Is a Score an Observation or an Evaluation (philosophy fun)?

In recently reviewing the various obstetric archetypes from @danielle.santosalves, and many other archetypes over the years, and perusing CKM, I had a thought about whether scores are Observations or Evaluations.

Just to start a little fun controversy, I thought I would suggest how this should be decided and see what modellers think.

Firstly, the interesting thing about a score is that it is intended to generate some level of ‘assessment’ beyond the phenomena it observes. An Apgar generates a number that is quickly understood to mean the newborn is good to go home, or needs to go to the ICU. GCS gives an initial assessment of head injury severity. Etc.

Since scores have a built-in interpretation, they seem like they could be openEHR Evaluations, i.e. the same general category as diagnoses and other kinds of assessments. However, there is a difference. The general category of ‘assessment’ (including diagnosis) is intended for assessments that are understood as true for some time (often permanently, as in the case of a Dx for CF or diabetes type I). Even a diagnosis of severe strep throat remains true for a few days until the penicillin has kicked in.

I would argue that many scores provide more a real-time interpretation of the patient situation rather than a stable assessment of underlying disease or other process. They mostly convert underlying patient observables to a severity number, i.e. they provide an immediate interpretation of the significance of what is being observed.

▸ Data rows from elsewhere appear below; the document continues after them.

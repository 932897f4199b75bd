// OPCUA for Rust
// SPDX-License-Identifier: MPL-2.0
// Copyright (C) 2017-2024 Adam Lock

//! Contains the hand implemented part of the StatusCode type. The other file, `status_codes.rs`
//! contains the table of code values.

use std::{
    error::Error,
    fmt,
    fmt::Formatter,
    io::{self, Read, Write},
};

use serde::{
    de::{self, Visitor},
    Deserialize, Deserializer, Serialize, Serializer,
};

pub use crate::types::status_codes::StatusCode;

use crate::types::encoding::*;

// The bitflags! macro implements Debug for StatusCode but it fouls the display because status
// codes are a combination of bits and unique values.

impl fmt::Display for StatusCode {
    fn fmt(&self, f: &mut Formatter) -> fmt::Result {
        // Displays the StatusCode as its name, or its name+bitflags
        let bits = self.bitflags();
        if bits.is_empty() {
            write!(f, "{}", self.name())
        } else {
            write!(f, "{}+{:?}", self.name(), bits)
        }
    }
}

impl BinaryEncoder<StatusCode> for StatusCode {
    fn byte_len(&self) -> usize {
        4
    }

    fn encode<S: Write>(&self, stream: &mut S) -> EncodingResult<usize> {
        write_u32(stream, self.bits())
    }

    fn decode<S: Read>(stream: &mut S, _: &DecodingOptions) -> EncodingResult<Self> {
        Ok(StatusCode::from_bits_truncate(read_u32(stream)?))
    }
}

impl Error for StatusCode {}

impl StatusCode {
    /// Returns the bit flags of the status code, i.e. it masks out the actual status code value
    pub fn bitflags(&self) -> StatusCode {
        *self & StatusCode::BIT_MASK
    }

    /// Returns the status only, i.e. it masks out any bit flags that come with the status code
    pub fn status(&self) -> StatusCode {
        *self & StatusCode::STATUS_MASK
    }

    /// Tests if the status code is bad
    pub fn is_bad(&self) -> bool {
        self.contains(StatusCode::IS_ERROR)
    }

    /// Tests if the status code is uncertain
    pub fn is_uncertain(&self) -> bool {
        self.contains(StatusCode::IS_UNCERTAIN)
    }

    /// Tests if the status code is good (i.e. not bad or uncertain)
    pub fn is_good(&self) -> bool {
        !self.is_bad() && !self.is_uncertain()
    }
}

impl From<StatusCode> for io::Error {
    fn from(e: StatusCode) -> io::Error {
        io::Error::new(io::ErrorKind::Other, format!("StatusCode {}", e))
    }
}

impl Serialize for StatusCode {
    fn serialize<S>(&self, serializer: S) -> Result<S::Ok, S::Error>
    where
        S: Serializer,
    {
        serializer.serialize_u32(self.bits())
    }
}

struct StatusCodeVisitor;

impl<'de> Visitor<'de> for StatusCodeVisitor {
    type Value = u32;

    fn expecting(&self, formatter: &mut fmt::Formatter<'_>) -> fmt::Result {
        formatter.write_str("an unsigned 32-bit integer")
    }

    fn visit_u32<E>(self, value: u32) -> Result<Self::Value, E>
    where
        E: de::Error,
    {
        Ok(value)
    }
}

impl<'de> Deserialize<'de> for StatusCode {
    fn deserialize<D>(deserializer: D) -> Result<Self, <D as Deserializer<'de>>::Error>
    where
        D: Deserializer<'de>,
    {
        Ok(StatusCode::from_bits_truncate(
            deserializer.deserialize_u32(StatusCodeVisitor)?,
        ))
    }
}

#[test]
fn status_code() {
    assert!(StatusCode::Good.is_good());
    assert!(!StatusCode::Good.is_bad());
    assert!(!StatusCode::Good.is_uncertain());

    assert!(StatusCode::BadDecodingError.is_bad());
    assert!(!StatusCode::BadDecodingError.is_uncertain());
    assert!(!StatusCode::BadDecodingError.is_good());

    assert_eq!(
        (StatusCode::BadDecodingError | StatusCode::HISTORICAL_CALCULATED).status(),
        StatusCode::BadDecodingError
    );
    assert_eq!(
        (StatusCode::BadDecodingError | StatusCode::HISTORICAL_CALCULATED).bitflags(),
        StatusCode::HISTORICAL_CALCULATED
    );
}

#[test]
fn status_code_names() {
    assert_eq!(StatusCode::BadTimeout.name(), "BadTimeout");
    assert_eq!(
        StatusCode::BadTcpMessageTypeInvalid.bits(),
        0x807E_0000u32
    );
    assert_eq!(StatusCode::BadSequenceNumberInvalid.bits(), 0x8088_0000u32);
}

I would argue that this isn’t the same thing as a diagnosis of underlying causal process. An Apgar of 5 doesn’t tell you what is wrong with the newborn, only that something is wrong right now. In some cases, the situation can be sorted quickly with a simple intervention, and the baby goes back to being ‘healthy’. A low GCS doesn’t tell you anything about what’s going on with the patient, only that it is probably urgent.

This is an argument as to why scores generally should not be Evaluations.

On the other hand, most scores are time-linked. You have to keep doing them to get the current interpretation. Barthel is an example - it might be good this month, and bad next month.

By that argument, scores should mostly be Observations. Nearly all scores in CKM are in fact Observations, so either the authors agree with the above, or have other reasons.

As I said, a bit of philosophy fun…!

4 Likes

That is pretty well my view. Many Observation may have an interpretive aspect or data point but it is an interpretation of the observed ‘raw data’ not something that is about the patient as whole

OBSERVATION
systolic 180
diastolic 110

interpretation 'blood pressure high ’

and after several confirmatory readings

EVALUATION diagnosis ‘Essential hypertension’

Scores are ? always Observations

https://pubmed.ncbi.nlm.nih.gov/21440086/ is a must-read

3 Likes

Scores are always #openehr OBSERVATION. The execution of a score protocol is an ACTION, and you might order a score using an INSTRUCTION. Based on the score you might interpret it somehow and make some recommendations as EVALUATION entries.

Whether you use the whole battery of classes or not depends on the use-case.

That’s my view on this topic.

5 Likes

Observation: all that documents that is observed using the senses (seeing, hearing, touching, smelling, tasting)
Assessment/evaluation: all that documents that is assessed/evaluated as interpretation of Observations.

An APGAR score can be both.
When an APGAR score is reported, read, and documented it is clearly an Observation.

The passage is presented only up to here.